- [What you should do]: Print out the complete set of records below, exactly as they read.

#####

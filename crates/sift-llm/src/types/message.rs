use serde::{Deserialize, Serialize};

/// Sift message types (high-level, provider-agnostic)
#[derive(Debug, Clone, PartialEq, Eq, Serialize, Deserialize)]
#[serde(tag = "role", rename_all = "lowercase")]
pub enum Message {
    /// System prompt (instructions)
    System { content: String },

    /// User/Human message
    #[serde(rename = "user")]
    Human { content: String },
}

impl Message {
    pub fn system(content: impl Into<String>) -> Self {
        Self::System {
            content: content.into(),
        }
    }

    pub fn human(content: impl Into<String>) -> Self {
        Self::Human {
            content: content.into(),
        }
    }

    /// Get role as string
    pub fn role(&self) -> &str {
        match self {
            Self::System { .. } => "system",
            Self::Human { .. } => "user",
        }
    }

    pub fn content(&self) -> &str {
        match self {
            Self::System { content } | Self::Human { content } => content,
        }
    }

    /// Wire format shared by the OpenAI-compatible chat endpoints
    pub fn to_openai_value(&self) -> serde_json::Value {
        serde_json::json!({
            "role": self.role(),
            "content": self.content(),
        })
    }
}
pub mod document;
pub mod events;
pub mod record;
pub mod settings;

pub use document::{Fragment, PathSegment, Scalar, ThreadNode};
pub use events::Progress;
pub use record::{format_report, format_round, SummaryRecord};
pub use settings::{
    CondenseStrategy, GenerateSettings, ModelPreset, OverflowPolicy, SettingsError,
};
pub use sift_llm::ProviderType;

#####

- [Answer below]:
filename crates/sift-llm/src/types/message.rs
use serde::{Deserialize, Serialize};

/// Sift message types (high-level, provider-agnostic)
#[derive(Debug, Clone, PartialEq, Eq, Serialize, Deserialize)]
#[serde(tag = "role", rename_all = "lowercase")]
pub enum Message {
    /// System prompt (instructions)
    System { content: String },

    /// User/Human message
    #[serde(rename = "user")]
    Human { content: String },
}

impl Message {
    pub fn system(content: impl Into<String>) -> Self {
        Self::System {
            content: content.into(),
        }
    }

    pub fn human(content: impl Into<String>) -> Self {
        Self::Human {
            content: content.into(),
        }
    }

    /// Get role as string
    pub fn role(&self) -> &str {
        match self {
            Self::System { .. } => "system",
            Self::Human { .. } => "user",
        }
    }

    pub fn content(&self) -> &str {
        match self {
            Self::System { content } | Self::Human { content } => content,
        }
    }

    /// Wire format shared by the OpenAI-compatible chat endpoints
    pub fn to_openai_value(&self) -> serde_json::Value {
        serde_json::json!({
            "role": self.role(),
            "content": self.content(),
        })
    }
}
pub mod document;
pub mod events;
pub mod record;
pub mod settings;

pub use document::{Fragment, PathSegment, Scalar, ThreadNode};
pub use events::Progress;
pub use record::{format_report, format_round, SummaryRecord};
pub use settings::{
    CondenseStrategy, GenerateSettings, ModelPreset, OverflowPolicy, SettingsError,
};
pub use sift_llm::ProviderType;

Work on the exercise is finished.